I have always wondered why women opted for marriage. After all, post the saat phere, it is as if the script writer had suffered a quick change of heart while everyone was engrossed in the mantras being read. Then came days spent talking to the washing machine (who else would talk to a wife?), evenings spent watching Cartoon Network (by the time the baby graduates to Nickelodeon, you’re hooked), seeing your future in a pan of boiling tindas (they seem destined for a more interesting end – at least they’ll get to know the inside of a man) and studying the future of the world in the dust mites making a home on your sofa. All this for the dubious pleasure of sex when you don’t want it? Nope, it seemed like a bad deal. So, I opted for what I thought was the quick and easy way out – the career woman’s role. Living with either my mother-in-law or my mother and letting them rule the dust, while I meandered on the fringes of housewifery, stoutly resisting any attempts to enrol in the club, but offering my advice whenever I could see it was urgently required.
And so life rolled by. Till recently, when my mother went off on a long, seven-week holiday and left me – for the first time in my life – in charge of my own house! I was a little overwhelmed by the responsibility and she, very patently worried, was shouting instructions even as the train pulled out of the station.
But four of the seven weeks later, things are beginning to fall into place. And I am beginning to see why women get married and, more specifically, why my mother was so worried about leaving me to my own devices.
Let me explain this simply: A housewife’s job is like that of the CEO of a really big company – power without responsibility, well too much anyway. As a housewife, you wield power – huge amounts of it. And over the years (weeks in my case), as you discover more and more ways to wield that power and make it grow, you get addicted to it.
The power lies in the simpler things of life. Like rules. “No burgers unless you finish off that milk,” I told the husband and son – aka the Deadly Duo – one day soon after my mother left. And to my eternal surprise, the milk was meekly polished off.

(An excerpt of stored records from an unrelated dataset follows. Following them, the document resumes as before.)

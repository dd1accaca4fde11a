//! Error types reported by backends.

use thiserror::Error;

use crate::tensor::Device;

/// Errors a backend can return from any capability call.
///
/// The benchmark engine never inspects or retries these, it only propagates them.
#[derive(Error, Debug)]
pub enum BackendError {
    #[error("Backend does not support '{operation}'")]
    Unsupported { operation: String },

    #[error("Unknown device '{device}'. Expected cpu, cuda or cuda:<index>")]
    UnknownDevice { device: String },

    #[error("Input '{input}' is on {actual} but the backend runs on {expected}")]
    DeviceMismatch {
        input: String,
        expected: Device,
        actual: Device,
    },

    #[error("Tensor shape {shape:?} expects {expected} elements, got {actual}")]
    ShapeMismatch {
        shape: Vec<usize>,
        expected: usize,
        actual: usize,
    },

    #[error("Backend {operation} failed: {message}")]
    Execution { operation: String, message: String },
}

pub type BackendResult<T> = std::result::Result<T, BackendError>;
//! Seeded tensor sampling shared by the shape generators.

use rand::{Rng, RngCore, SeedableRng};
use rand_chacha::ChaCha8Rng;

use crate::tensor::Tensor;

/// Builds the single random source every generator of a benchmark draws from.
pub fn seeded_rng(seed: u64) -> ChaCha8Rng {
    ChaCha8Rng::seed_from_u64(seed)
}

/// Integer tensor with values uniform in `[low, high)`.
pub(crate) fn random_ints(rng: &mut dyn RngCore, shape: Vec<usize>, low: i64, high: i64) -> Tensor {
    let len = shape.iter().product();
    let high = high.max(low + 1);
    let values = (0..len).map(|_| rng.gen_range(low..high)).collect();
    Tensor::from_i64(shape, values)
}

/// Float tensor with values uniform in `[low, high)`.
pub(crate) fn random_floats(
    rng: &mut dyn RngCore,
    shape: Vec<usize>,
    low: f32,
    high: f32,
) -> Tensor {
    let len = shape.iter().product();
    let values = (0..len).map(|_| rng.gen_range(low..high)).collect();
    Tensor::from_f32(shape, values)
}
//! Model configuration a backend exposes after loading a checkpoint.

use serde::{Deserialize, Serialize};

/// The subset of a pretrained model configuration the input generators read.
#[derive(Debug, Clone, PartialEq, Default, Serialize, Deserialize)]
#[serde(default)]
pub struct PretrainedConfig {
    pub model_type: String,
    pub vocab_size: Option<usize>,
    pub num_labels: Option<usize>,
    pub image_size: Option<usize>,
    pub num_channels: Option<usize>,
    pub num_mel_bins: Option<usize>,
    pub decoder_start_token_id: Option<i64>,
}

impl PretrainedConfig {
    pub fn new(model_type: &str) -> Self {
        Self {
            model_type: model_type.to_string(),
            ..Self::default()
        }
    }
}
//! Error types for dummy input and dataset generation.

use thiserror::Error;

/// Errors raised while selecting or running a shape generator.
///
/// These are configuration errors: they surface at construction time and are
/// not recovered from internally.
#[derive(Error, Debug, Clone, PartialEq, Eq)]
pub enum GeneratorError {
    #[error(
        "{}",
        unsupported_task_message(
            .task,
            .model_type.as_deref(),
            .supported_tasks,
            .supported_model_types
        )
    )]
    UnsupportedTask {
        task: String,
        model_type: Option<String>,
        supported_tasks: Vec<String>,
        supported_model_types: Vec<String>,
    },

    #[error("Input shape '{key}' is required by the {generator} generator but was not provided")]
    MissingShape { key: String, generator: String },

    #[error("Input shape '{key}' must be greater than 0 for the {generator} generator")]
    ZeroShape { key: String, generator: String },

    #[error("Unknown input mode '{mode}'. Supported: forward, generate")]
    UnknownMode { mode: String },
}

pub type GeneratorResult<T> = std::result::Result<T, GeneratorError>;

/// Names the model type only when one was looked up.
fn unsupported_task_message(
    task: &str,
    model_type: Option<&str>,
    supported_tasks: &[String],
    supported_model_types: &[String],
) -> String {
    let mut message = match model_type {
        Some(model_type) => format!(
            "Neither task '{}' nor model type '{}' is supported. Available tasks: {:?}",
            task, model_type, supported_tasks
        ),
        None => format!(
            "Task '{}' is not supported. Available tasks: {:?}",
            task, supported_tasks
        ),
    };
    if !supported_model_types.is_empty() {
        message.push_str(&format!(
            ". Available model types: {:?}",
            supported_model_types
        ));
    }
    message
}
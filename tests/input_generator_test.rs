//! Tests for dummy input selection and generation through the public API.

use inference_bench::errors::GeneratorError;
use inference_bench::generators::{
    InputGenerator, InputMode, MODALITY_PRIORITY, seeded_rng, supported_model_types,
    supported_tasks,
};
use inference_bench::input_shapes::InputShapes;
use inference_bench::pretrained_config::PretrainedConfig;
use inference_bench::tensor::DType;

fn text_shapes() -> InputShapes {
    InputShapes::from_pairs([("batch_size", 2), ("sequence_length", 16)])
}

fn generator(task: &str, shapes: InputShapes, seed: u64) -> InputGenerator {
    InputGenerator::new(task, shapes, None, seeded_rng(seed)).unwrap()
}

#[cfg(test)]
mod forward_mode_tests {
    use super::*;

    #[test]
    fn test_text_classification_inputs_have_no_labels() {
        let mut generator = generator("text-classification", text_shapes(), 42);
        let input = generator.generate(InputMode::Forward).unwrap();

        assert_eq!(
            input.keys().collect::<Vec<_>>(),
            vec!["attention_mask", "input_ids", "token_type_ids"]
        );
        let input_ids = input.tensor("input_ids").unwrap();
        assert_eq!(input_ids.shape(), &[2, 16]);
        assert_eq!(input_ids.dtype(), DType::I64);
        assert!(input.tensor("attention_mask").unwrap().as_i64().unwrap().iter().all(|&v| v == 1));
        assert!(!input.contains("labels"));
    }

    #[test]
    fn test_missing_shape_is_reported_by_name() {
        let mut generator = generator(
            "fill-mask",
            InputShapes::from_pairs([("batch_size", 2)]),
            42,
        );
        assert_eq!(
            generator.generate(InputMode::Forward).unwrap_err(),
            GeneratorError::MissingShape {
                key: "sequence_length".to_string(),
                generator: "fill-mask".to_string(),
            }
        );
    }

    #[test]
    fn test_same_seed_gives_identical_inputs() {
        for task in ["fill-mask", "image-classification", "automatic-speech-recognition"] {
            let first = generator(task, InputShapes::inference_defaults(), 7)
                .generate(InputMode::Forward)
                .unwrap();
            let second = generator(task, InputShapes::inference_defaults(), 7)
                .generate(InputMode::Forward)
                .unwrap();
            assert_eq!(first, second, "task {}", task);
        }

        let other_seed = generator("fill-mask", InputShapes::inference_defaults(), 8)
            .generate(InputMode::Forward)
            .unwrap();
        let seeded = generator("fill-mask", InputShapes::inference_defaults(), 7)
            .generate(InputMode::Forward)
            .unwrap();
        assert_ne!(other_seed, seeded);
    }
}

#[cfg(test)]
mod generate_mode_tests {
    use super::*;

    #[test]
    fn test_text_generation_keeps_only_input_ids() {
        let mut generator = generator("text-generation", text_shapes(), 42);
        let input = generator.generate(InputMode::Generate).unwrap();
        assert_eq!(input.keys().collect::<Vec<_>>(), vec!["input_ids"]);
    }

    #[test]
    fn test_every_task_keeps_at_most_one_modality() {
        for task in supported_tasks() {
            let mut generator = generator(&task, InputShapes::inference_defaults(), 1);
            let input = generator.generate(InputMode::Generate).unwrap();
            let modalities = MODALITY_PRIORITY
                .iter()
                .filter(|key| input.contains(key))
                .count();

            if modalities == 0 {
                assert!(input.contains("prompt"), "task {}", task);
            } else {
                assert_eq!(input.len(), 1, "task {}", task);
            }
        }
    }

    #[test]
    fn test_speech_recognition_prefers_raw_audio() {
        let mut generator = generator(
            "automatic-speech-recognition",
            InputShapes::inference_defaults(),
            3,
        );
        let input = generator.generate(InputMode::Generate).unwrap();
        assert_eq!(input.keys().collect::<Vec<_>>(), vec!["input_values"]);
    }
}

#[cfg(test)]
mod selection_tests {
    use super::*;

    #[test]
    fn test_unsupported_task_lists_every_supported_value() {
        let config = PretrainedConfig::new("unknown-architecture");
        let result = InputGenerator::new(
            "protein-folding",
            text_shapes(),
            Some(&config),
            seeded_rng(0),
        );

        match result {
            Err(GeneratorError::UnsupportedTask {
                task,
                model_type,
                supported_tasks: tasks,
                supported_model_types: model_types,
            }) => {
                assert_eq!(task, "protein-folding");
                assert_eq!(model_type.as_deref(), Some("unknown-architecture"));
                assert_eq!(tasks, supported_tasks());
                assert_eq!(model_types, supported_model_types());
                assert!(tasks.contains(&"text-classification".to_string()));
                assert!(model_types.contains(&"whisper".to_string()));
            }
            Err(other) => panic!("unexpected error {:?}", other),
            Ok(_) => panic!("protein-folding should not be supported"),
        }
    }

    #[test]
    fn test_model_type_generator_wins_over_task() {
        let config = PretrainedConfig {
            decoder_start_token_id: Some(50258),
            ..PretrainedConfig::new("whisper")
        };
        let mut generator = InputGenerator::new(
            "automatic-speech-recognition",
            InputShapes::inference_defaults(),
            Some(&config),
            seeded_rng(0),
        )
        .unwrap();

        let input = generator.generate(InputMode::Forward).unwrap();
        assert!(input.contains("input_features"));
        assert!(input.contains("decoder_input_ids"));
        assert!(!input.contains("input_values"));
        assert_eq!(
            input.tensor("decoder_input_ids").unwrap().as_i64().unwrap(),
            &[50258, 50258]
        );
    }
}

The Deadly Duo are willing to do anything – almost – for an unvaried fare of ice cream, burgers, Tandoori chicken and pizzas, I found. And once I’d discovered the magic karela could work, I was even enjoying my new role. “If you don’t get your clothes cleared, I’ll make karela for dinner” was enough to make the son’s room look like land where no man had been before.
There are problems, but not without compensations. The cook, or princess as the son calls her in a rather feeble attempt at wit because her name is Rajkumari, is rapidly getting miffed. Used as she is to my mother’s two sabzis-one dal-twelve rotis, twice daily, prescription, these long bouts of just rotis or just dal or, even worse, no cooking at all are beginning to sting her professional pride. She has cleaned up my entire kitchen twice to her satisfaction. And a dust-storm last week had her in raptures, practically cooing at the dish-cloth, as she brandished it energetically all over again.
When my mother comes back, she’s going to be astounded at how my, oops!, her kitchen shines. Another round to me!
But last week came the piece de resistance. I came home from work to find the parathas, made for the Deadly Duo’s lunch, wilting in the summer heat. The husband wriggled his way out, saying he’d had appointments all day, and the son, saying it had been too hot to eat.
I entered the bedroom to find the bed littered with chocolate wrappers, an empty one-litre bottle of Coke, plus an empty tiffin box with the remnants of the egg sandwich the son had taken to school that day. It didn’t need Sherlock Holmes to decipher why it had been too hot for him to eat his legitimate lunch. In addition, I’d had a bad day in office, and the prospect of eating stale parathas for dinner was not even remotely tempting. So I did what all CEOs do when the subordinates act up: let loose.
For a whole week since, the whole house has been spick and span, the Deadly Duo jumping to attention whenever I even turn their way. The son, who’s normally a major fan of Maneka Gandhi, has not offered one reason why he should not drink two glasses of milk a day. Tiffin box is punctually in the sink before I enter the house. He even comes shopping for veggies so he can carry the basket for me. As for the husband, he got up at 6.30 am two days in a row to pack the brat off to school. “You sleep,” he murmured solicitously. And, miracle of miracles, the day after the great outburst, he was home on time and didn’t touch the printed word all evening.
No wonder my mother was worried. So much power cannot be handed over carelessly. In fact, I’m fairly certain that now, when she gets back, I am not handing back the reins to her. This is one trip I’m hooked on!